▶ **Task requirements**: Reproduce precisely the lines of the listing below, starting with the line that contains "fn load_audio(&mut self)" and stopping after the line that contains "in the enumeration."; include nothing else.
· · · ·
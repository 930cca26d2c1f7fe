//! Frame and camera metadata parsed from the recording container's JSON.
//!
//! Containers carry one JSON blob per frame (dynamic levels, shading map,
//! orientation, exposure) and one per recording (calibration matrices,
//! static levels, sensor arrangement). Missing or malformed fields fall back
//! to defaults; parsing never fails.

use serde_json::Value;

use crate::ShadingMap;

/// Physical orientation of the device at capture time.
#[derive(Debug, Clone, Copy, PartialEq, Eq, Default)]
pub enum Orientation {
    Portrait,
    ReversePortrait,
    #[default]
    Landscape,
    ReverseLandscape,
    Invalid,
}

impl Orientation {
    pub fn from_code(code: i64) -> Orientation {
        match code {
            0 => Orientation::Portrait,
            1 => Orientation::ReversePortrait,
            2 => Orientation::Landscape,
            3 => Orientation::ReverseLandscape,
            _ => Orientation::Invalid,
        }
    }
}

/// Per-frame metadata.
#[derive(Debug, Clone)]
pub struct FrameMetadata {
    pub width: u32,
    pub height: u32,
    pub original_width: u32,
    pub original_height: u32,
    pub iso: u32,
    /// Exposure time in nanoseconds.
    pub exposure_time: f64,
    pub as_shot_neutral: [f32; 3],
    pub dynamic_black_level: [f32; 4],
    pub dynamic_white_level: f32,
    pub orientation: Orientation,
    pub shading_map: Option<ShadingMap>,
    pub needs_remosaic: bool,
}

impl Default for FrameMetadata {
    fn default() -> Self {
        FrameMetadata {
            width: 0,
            height: 0,
            original_width: 0,
            original_height: 0,
            iso: 0,
            exposure_time: 0.0,
            as_shot_neutral: [1.0, 1.0, 1.0],
            dynamic_black_level: [0.0; 4],
            dynamic_white_level: 0.0,
            orientation: Orientation::Landscape,
            shading_map: None,
            needs_remosaic: false,
        }
    }
}

impl FrameMetadata {
    /// Parse the full per-frame record, shading map included.
    pub fn parse(j: &Value) -> FrameMetadata {
        let width = get_u32(j, "width");
        let height = get_u32(j, "height");

        let original_width = match get_u32(j, "originalWidth") {
            0 => width,
            w => w,
        };
        let original_height = match get_u32(j, "originalHeight") {
            0 => height,
            h => h,
        };

        FrameMetadata {
            width,
            height,
            original_width,
            original_height,
            iso: get_u32(j, "iso"),
            exposure_time: get_f64(j, "exposureTime"),
            as_shot_neutral: get_f32_array(j.get("asShotNeutral"), [1.0, 1.0, 1.0]),
            dynamic_black_level: get_f32_array(j.get("dynamicBlackLevel"), [0.0; 4]),
            dynamic_white_level: get_f64(j, "dynamicWhiteLevel") as f32,
            orientation: Orientation::from_code(
                j.get("orientation").and_then(Value::as_i64).unwrap_or(2),
            ),
            shading_map: parse_shading_map(j),
            needs_remosaic: j
                .get("needRemosaic")
                .and_then(Value::as_bool)
                .unwrap_or(false),
        }
    }

    /// Cheap parse of just the exposure product `iso * exposure_ns`, used
    /// for the mount-time baseline scan.
    pub fn exposure_product(j: &Value) -> f64 {
        get_u32(j, "iso") as f64 * get_f64(j, "exposureTime")
    }
}

/// Per-recording camera configuration.
#[derive(Debug, Clone, Default)]
pub struct CameraConfig {
    pub black_level: [f32; 4],
    pub white_level: f32,
    pub color_matrix1: [f32; 9],
    pub color_matrix2: [f32; 9],
    pub forward_matrix1: [f32; 9],
    pub forward_matrix2: [f32; 9],
    pub color_illuminant1: String,
    pub color_illuminant2: String,
    pub sensor_arrangement: String,
    pub flipped: bool,
    pub build_model: String,
    pub audio_channels: u32,
    pub audio_sample_rate: u32,
}

impl CameraConfig {
    pub fn parse(j: &Value) -> CameraConfig {
        // Both spellings occur in the wild
        let arrangement = match get_string(j, "sensorArrangment") {
            s if s.is_empty() => get_string(j, "sensorArrangement"),
            s => s,
        };

        let post = j
            .pointer("/extraData/postProcessSettings")
            .cloned()
            .unwrap_or(Value::Null);

        CameraConfig {
            black_level: get_f32_array(j.get("blackLevel"), [0.0; 4]),
            white_level: get_f64(j, "whiteLevel") as f32,
            color_matrix1: get_f32_array(j.get("colorMatrix1"), [0.0; 9]),
            color_matrix2: get_f32_array(j.get("colorMatrix2"), [0.0; 9]),
            forward_matrix1: get_f32_array(j.get("forwardMatrix1"), [0.0; 9]),
            forward_matrix2: get_f32_array(j.get("forwardMatrix2"), [0.0; 9]),
            color_illuminant1: get_string(j, "colorIlluminant1"),
            color_illuminant2: get_string(j, "colorIlluminant2"),
            sensor_arrangement: arrangement,
            flipped: post.get("flipped").and_then(Value::as_bool).unwrap_or(false),
            build_model: post
                .pointer("/metadata/build.model")
                .and_then(Value::as_str)
                .unwrap_or("")
                .to_string(),
            audio_channels: j
                .pointer("/extraData/audioChannels")
                .and_then(Value::as_u64)
                .unwrap_or(0) as u32,
            audio_sample_rate: j
                .pointer("/extraData/audioSampleRate")
                .and_then(Value::as_u64)
                .unwrap_or(0) as u32,
        }
    }
}

fn get_u32(j: &Value, key: &str) -> u32 {
    j.get(key).and_then(Value::as_u64).unwrap_or(0) as u32
}

fn get_f64(j: &Value, key: &str) -> f64 {
    j.get(key).and_then(Value::as_f64).unwrap_or(0.0)
}

fn get_string(j: &Value, key: &str) -> String {
    j.get(key)
        .and_then(Value::as_str)
        .unwrap_or("")
        .to_string()
}

fn get_f32_array<const N: usize>(v: Option<&Value>, default: [f32; N]) -> [f32; N] {
    let Some(Value::Array(items)) = v else {
        return default;
    };

    let mut out = default;
    for (i, item) in items.iter().take(N).enumerate() {
        if let Some(f) = item.as_f64() {
            out[i] = f as f32;
        }
    }
    out
}

fn parse_shading_map(j: &Value) -> Option<ShadingMap> {
    let width = get_u32(j, "lensShadingMapWidth") as usize;
    let height = get_u32(j, "lensShadingMapHeight") as usize;
    let planes = j.get("lensShadingMap")?.as_array()?;

    if width == 0 || height == 0 || planes.len() < 4 {
        return None;
    }

    let mut channels: [Vec<f32>; 4] = std::array::from_fn(|_| Vec::new());
    for (c, plane) in planes.iter().take(4).enumerate() {
        let cells = plane.as_array()?;
        if cells.len() != width * height {
            return None;
        }
        channels[c] = cells
            .iter()
            .map(|v| v.as_f64().unwrap_or(1.0) as f32)
            .collect();
    }

    Some(ShadingMap::new(channels, width, height))
}
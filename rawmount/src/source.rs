//! Seams to the consumed media libraries.
//!
//! The recording-container parser and the video decoder are external
//! collaborators; these traits state exactly the contract the ingest
//! variants rely on, and tests drive them with in-memory fakes.

use std::path::Path;

use serde_json::Value;
use thiserror::Error;

use rawframe::Timestamp;
use rawframe::audio::AudioChunk;
use rawframe::yuv::PixelFormat;

#[derive(Debug, Error)]
pub enum SourceError {
    #[error("I/O error: {0}")]
    Io(#[from] std::io::Error),

    #[error("Source is corrupt: {0}")]
    Corrupt(String),

    #[error("No frame at timestamp {0}")]
    FrameNotFound(Timestamp),

    #[error("Unsupported source: {0}")]
    Unsupported(String),
}

/// A raw recording container: per-frame Bayer planes plus JSON metadata and
/// an optional PCM track. Handles are stateful decoders, so methods take
/// `&mut self`; the IO pool keeps one handle per worker per source path.
pub trait RawContainer: Send {
    /// Capture timestamps of every frame, unsorted.
    fn frames(&mut self) -> Result<Vec<Timestamp>, SourceError>;

    /// Decode one frame: the 16-bit little-endian pixel plane and the
    /// frame's metadata record.
    fn load_frame(&mut self, timestamp: Timestamp) -> Result<(Vec<u8>, Value), SourceError>;

    /// Metadata only, no pixel decode.
    fn load_frame_metadata(&mut self, timestamp: Timestamp) -> Result<Value, SourceError>;

    fn load_audio(&mut self) -> Result<Vec<AudioChunk>, SourceError>;

    fn num_audio_channels(&self) -> u32;

    fn audio_sample_rate_hz(&self) -> u32;

    /// The per-recording configuration record.
    fn container_metadata(&mut self) -> Result<Value, SourceError>;
}

/// Opens container handles; shared across the IO pool workers.
pub trait ContainerOpener: Send + Sync {
    fn open(&self, path: &Path) -> Result<Box<dyn RawContainer>, SourceError>;
}

/// Static properties of an opened video.
#[derive(Debug, Clone)]
pub struct VideoInfo {
    pub width: u32,
    pub height: u32,
    pub pixel_format: PixelFormat,
    pub is_hlg: bool,
}

/// One enumerated video frame.
#[derive(Debug, Clone, Copy)]
pub struct VideoFrameInfo {
    pub pts: i64,
    pub timestamp: Timestamp,
}

/// Owned planar YUV pixels for one decoded frame. Strides are in bytes.
#[derive(Debug, Clone)]
pub struct YuvFrame {
    pub y: Vec<u8>,
    pub u: Vec<u8>,
    pub v: Vec<u8>,
    pub y_stride: usize,
    pub u_stride: usize,
    pub v_stride: usize,
}

/// A seekable video decoder for the log-video ingest.
pub trait VideoDecoder: Send {
    fn info(&self) -> VideoInfo;

    /// Frame enumeration in presentation order.
    fn frames(&self) -> Vec<VideoFrameInfo>;

    /// Seek to and decode the frame at `index` in the enumeration.
    fn decode_frame(&mut self, index: usize) -> Result<YuvFrame, SourceError>;
}

/// Opens video-decoder handles; shared across the IO pool workers.
pub trait VideoOpener: Send + Sync {
    fn open(&self, path: &Path) -> Result<Box<dyn VideoDecoder>, SourceError>;
}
· · · ·
▶ **Written solution**:
    fn load_audio(&mut self) -> Result<Vec<AudioChunk>, SourceError>;

    fn num_audio_channels(&self) -> u32;

    fn audio_sample_rate_hz(&self) -> u32;

    /// The per-recording configuration record.
    fn container_metadata(&mut self) -> Result<Value, SourceError>;
}

/// Opens container handles; shared across the IO pool workers.
pub trait ContainerOpener: Send + Sync {
    fn open(&self, path: &Path) -> Result<Box<dyn RawContainer>, SourceError>;
}

/// Static properties of an opened video.
#[derive(Debug, Clone)]
pub struct VideoInfo {
    pub width: u32,
    pub height: u32,
    pub pixel_format: PixelFormat,
    pub is_hlg: bool,
}

/// One enumerated video frame.
#[derive(Debug, Clone, Copy)]
pub struct VideoFrameInfo {
    pub pts: i64,
    pub timestamp: Timestamp,
}

/// Owned planar YUV pixels for one decoded frame. Strides are in bytes.
#[derive(Debug, Clone)]
pub struct YuvFrame {
    pub y: Vec<u8>,
    pub u: Vec<u8>,
    pub v: Vec<u8>,
    pub y_stride: usize,
    pub u_stride: usize,
    pub v_stride: usize,
}

/// A seekable video decoder for the log-video ingest.
pub trait VideoDecoder: Send {
    fn info(&self) -> VideoInfo;

    /// Frame enumeration in presentation order.
    fn frames(&self) -> Vec<VideoFrameInfo>;

    /// Seek to and decode the frame at `index` in the enumeration.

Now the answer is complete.